Non è, però, un caso che almeno in due occasioni il popolo si sia
contrapposto ai politici che volevano riformarla e abbia pertanto
trascurato i rilievi che quei politici muovevano, sulla base
dell’esperienza, alla funzionalità del nostro apparato di governo. Il
che dimostra che se riforme di questo apparato debbono essere adottate,
esse debbono andare nella direzione della scelta originale di una
democrazia parlamentare rappresentativa. Forse possiamo ancora sperare
che il popolo non si faccia tentare dalle odierne lusinghe della
democrazia diretta.
Claudio Magris — Oggi l’Italia è un Paese
sovrano che fa parte dell’Unione Europea.
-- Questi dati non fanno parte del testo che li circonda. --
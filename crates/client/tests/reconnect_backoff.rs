mod support;

use std::cell::RefCell;
use std::rc::Rc;
use std::time::Duration;

use memeshare_client::identity::StaticIdentity;
use memeshare_client::ws::{ConnectionState, WsClient};
use memeshare_shared::CLOSE_ABNORMAL;

use support::{alice, dial_count, latest, settle, test_config, FakeConnector, FakeNet};

fn client() -> (WsClient, Rc<RefCell<FakeNet>>) {
    let (connector, net) = FakeConnector::new();
    let identity = Rc::new(StaticIdentity::new(alice()));
    let ws = WsClient::new(Rc::new(test_config()), connector, identity);
    (ws, net)
}

fn gaps_ms(net: &Rc<RefCell<FakeNet>>) -> Vec<u128> {
    let net = net.borrow();
    net.dial_times
        .windows(2)
        .map(|pair| (pair[1] - pair[0]).as_millis())
        .collect()
}

fn assert_close(actual: u128, expected: u128) {
    assert!(
        actual >= expected && actual < expected + 100,
        "expected a gap of ~{expected}ms, got {actual}ms"
    );
}

#[tokio::test(start_paused = true)]
async fn delays_grow_exponentially_between_failed_dials() {
    let local = tokio::task::LocalSet::new();
    local
        .run_until(async {
            let (ws, net) = client();
            net.borrow_mut().fail_next = 3;

            ws.connect("u1");
            tokio::time::sleep(Duration::from_secs(6)).await;
            settle().await;

            // dial, then retries after 1000ms, 1500ms, 2250ms
            assert_eq!(dial_count(&net), 4);
            let gaps = gaps_ms(&net);
            assert_close(gaps[0], 1000);
            assert_close(gaps[1], 1500);
            assert_close(gaps[2], 2250);
            assert_eq!(ws.state(), ConnectionState::Connected);
        })
        .await;
}

#[tokio::test(start_paused = true)]
async fn a_successful_connect_resets_the_backoff() {
    let local = tokio::task::LocalSet::new();
    local
        .run_until(async {
            let (ws, net) = client();
            net.borrow_mut().fail_next = 2;

            ws.connect("u1");
            tokio::time::sleep(Duration::from_secs(4)).await;
            settle().await;
            assert_eq!(ws.state(), ConnectionState::Connected);
            let dials_so_far = dial_count(&net);

            // drop the connection; the next retry is back at the base delay
            let dropped_at = tokio::time::Instant::now();
            latest(&net).server_close(CLOSE_ABNORMAL, "flap");
            tokio::time::sleep(Duration::from_millis(1200)).await;
            settle().await;

            assert_eq!(dial_count(&net), dials_so_far + 1);
            let redial_at = *net.borrow().dial_times.last().unwrap();
            assert_close((redial_at - dropped_at).as_millis(), 1000);
        })
        .await;
}

#[tokio::test(start_paused = true)]
async fn retries_continue_indefinitely_at_the_max_delay() {
    let local = tokio::task::LocalSet::new();
    local
        .run_until(async {
            let (ws, net) = client();
            net.borrow_mut().fail_next = 12;

            ws.connect("u1");
            // delays: 1000, 1500, 2250, 3375, 5062, 7593, then 10000 capped
            tokio::time::sleep(Duration::from_secs(100)).await;
            settle().await;

            assert_eq!(dial_count(&net), 13);
            assert_eq!(ws.state(), ConnectionState::Connected);

            let gaps = gaps_ms(&net);
            // the last several gaps sit at the ceiling
            for gap in &gaps[gaps.len() - 4..] {
                assert_close(*gap, 10_000);
            }
        })
        .await;
}
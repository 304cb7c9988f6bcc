//! Key/value persistence for client-side state.
//!
//! Values are stored as JSON files in the platform-appropriate config
//! directory:
//! - Linux: `~/.config/memeshare/`
//! - macOS: `~/Library/Application Support/memeshare/`
//! - Windows: `%APPDATA%\memeshare\`

use serde::{de::DeserializeOwned, Serialize};

/// Save a value to persistent storage.
///
/// Returns `true` if the operation succeeded.
pub fn save<T: Serialize>(key: &str, value: &T) -> bool {
    match serde_json::to_string(value) {
        Ok(json) => save_raw(key, &json),
        Err(_) => false,
    }
}

/// Load a value from persistent storage.
///
/// Returns `None` if the key doesn't exist or deserialization fails.
pub fn load<T: DeserializeOwned>(key: &str) -> Option<T> {
    let json = load_raw(key)?;
    serde_json::from_str(&json).ok()
}

/// Remove a value from persistent storage.
pub fn remove(key: &str) {
    if let Some(path) = file_path(key) {
        let _ = std::fs::remove_file(path);
    }
}

/// Check if a key exists in storage.
pub fn exists(key: &str) -> bool {
    load_raw(key).is_some()
}

fn app_dir() -> Option<std::path::PathBuf> {
    let dir = dirs::config_dir()?.join("memeshare");
    if !dir.exists() {
        std::fs::create_dir_all(&dir).ok()?;
    }
    Some(dir)
}

fn file_path(key: &str) -> Option<std::path::PathBuf> {
    // Sanitize key to be a valid filename
    let safe_key = key.replace(['/', '\\', ':', '*', '?', '"', '<', '>', '|'], "_");
    Some(app_dir()?.join(format!("{safe_key}.json")))
}

fn save_raw(key: &str, value: &str) -> bool {
    let Some(path) = file_path(key) else {
        return false;
    };
    std::fs::write(path, value).is_ok()
}

fn load_raw(key: &str) -> Option<String> {
    let path = file_path(key)?;
    std::fs::read_to_string(path).ok()
}
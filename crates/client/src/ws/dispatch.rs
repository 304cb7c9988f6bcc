//! Typed dispatch of inbound envelopes to feature handlers.
//!
//! Handlers subscribe per [`MessageKind`] and are isolated from each other:
//! one handler failing is logged and the rest still run. The handler list is
//! copied before iteration so a handler may subscribe or unsubscribe (itself
//! included) without invalidating the pass that is delivering to it.

use std::cell::RefCell;
use std::collections::HashMap;
use std::rc::{Rc, Weak};

use tracing::{debug, warn};

use memeshare_shared::{Envelope, MessageKind};

type Handler = Rc<RefCell<dyn FnMut(&Envelope) -> anyhow::Result<()>>>;

#[derive(Default)]
struct Registry {
    next_id: u64,
    handlers: HashMap<MessageKind, Vec<(u64, Handler)>>,
}

/// Handler registry, cheap to clone and share.
#[derive(Clone, Default)]
pub struct Dispatch {
    registry: Rc<RefCell<Registry>>,
}

impl Dispatch {
    pub fn new() -> Self {
        Self::default()
    }

    /// Register a handler for one message kind. Dropping the returned
    /// [`Subscription`] removes the handler.
    pub fn subscribe(
        &self,
        kind: MessageKind,
        handler: impl FnMut(&Envelope) -> anyhow::Result<()> + 'static,
    ) -> Subscription {
        let mut registry = self.registry.borrow_mut();
        let id = registry.next_id;
        registry.next_id += 1;
        registry
            .handlers
            .entry(kind)
            .or_default()
            .push((id, Rc::new(RefCell::new(handler))));
        Subscription {
            registry: Rc::downgrade(&self.registry),
            kind,
            id,
        }
    }

    /// Deliver one envelope to every handler registered for its kind.
    ///
    /// Transport-internal kinds (PING/PONG) are never delivered.
    pub fn publish(&self, envelope: &Envelope) {
        let kind = envelope.kind();
        if kind.is_transport_internal() {
            return;
        }
        let handlers: Vec<(u64, Handler)> = self
            .registry
            .borrow()
            .handlers
            .get(&kind)
            .cloned()
            .unwrap_or_default();
        if handlers.is_empty() {
            debug!(?kind, "no handler registered, dropping message");
            return;
        }
        for (id, handler) in handlers {
            if let Err(err) = (handler.borrow_mut())(envelope) {
                warn!(?kind, handler = id, %err, "message handler failed");
            }
        }
    }

    /// Drop every registered handler.
    pub fn clear(&self) {
        self.registry.borrow_mut().handlers.clear();
    }
}

/// Keeps one handler registered; removal happens on drop.
#[must_use = "dropping a Subscription removes its handler"]
pub struct Subscription {
    registry: Weak<RefCell<Registry>>,
    kind: MessageKind,
    id: u64,
}

impl Subscription {
    /// Remove the handler now.
    pub fn unsubscribe(self) {}
}

impl Drop for Subscription {
    fn drop(&mut self) {
        if let Some(registry) = self.registry.upgrade() {
            let mut registry = registry.borrow_mut();
            if let Some(list) = registry.handlers.get_mut(&self.kind) {
                list.retain(|(id, _)| *id != self.id);
            }
        }
    }
}
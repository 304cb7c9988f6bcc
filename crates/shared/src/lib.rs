//! Shared types for the memeshare client and server.

pub mod error;
pub mod models;
pub mod protocol;

pub use error::*;
pub use models::*;
pub use protocol::*;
C’è l’Europa e ci sono le
Costituzioni dei vari Paesi che ne fanno parte. Talora le Costituzioni
di alcuni di questi sembrano in stridente contrasto con lo spirito
dell’Unione Europea.
Le Costituzioni che hanno fondato la
modernità liberale e democratica sottolineano l’eguaglianza — «tutti gli
uomini creati uguali e dotati dal loro Creatore di certi inalienabili
diritti come quelli alla vita, alla libertà e al perseguimento della
felicità», dice la Dichiarazione d’indipendenza degli Stati Uniti e la
Dichiarazione dei diritti dell’uomo e del cittadino voluta dalla
Rivoluzione francese proclama che «gli uomini nascono e rimangono liberi
ed eguali nei loro diritti, che sono la libertà, la proprietà, la
sicurezza e la resistenza all’oppressione». Valori fondamentali e
irrinunciabili sui quali si basa l’Unione Europea, ma alcune
Costituzioni di alcuni Paesi che ne fanno parte li contraddicono, così
come li contraddicono un diffuso sentimento di chiusura e frequenti
posizioni separatiste, acremente identitarie e perfino razziste…
Sergio
Bartole — L’adesione italiana al processo di unificazione europea, che
si può far iniziare dalla firma nel 1950 della Convenzione europea per
la salvaguardia dei diritti umani e delle libertà fondamentali, ha avuto
un grande impatto sulla Costituzione, dapprima sulla protezione delle
persone che ha assunto ricorrentemente nuovi contenuti, e poi con
l’avvento di un governo sovranazionale del mercato e della moneta unica
nella prospettiva di una futura più ampia implementazione del Manifesto
spinelliano di Ventotene. Il nostro ordinamento ha così conosciuto
limitazioni della sovranità, ma ha nel contempo trovato nel patrimonio
costituzionale comune ai Paesi d’Europa la conferma della nostra
adesione ai destini dell’Occidente voluta nel 1948. Ne ho avuto
personale conferma negli anni di appartenenza alla Commissione di
Venezia del Consiglio di Europa, constatando quanto l’identificazione
della nostra lezione costituzionale con i valori universali della tutela
della persona, della democrazia e dello Stato di diritto possa
rappresentare una guida al monitoraggio delle riforme costituzionali dei
Paesi già membri del Patto di Varsavia, ivi incluse, purtroppo, le
recenti devianti iniziative di Polonia e Ungheria.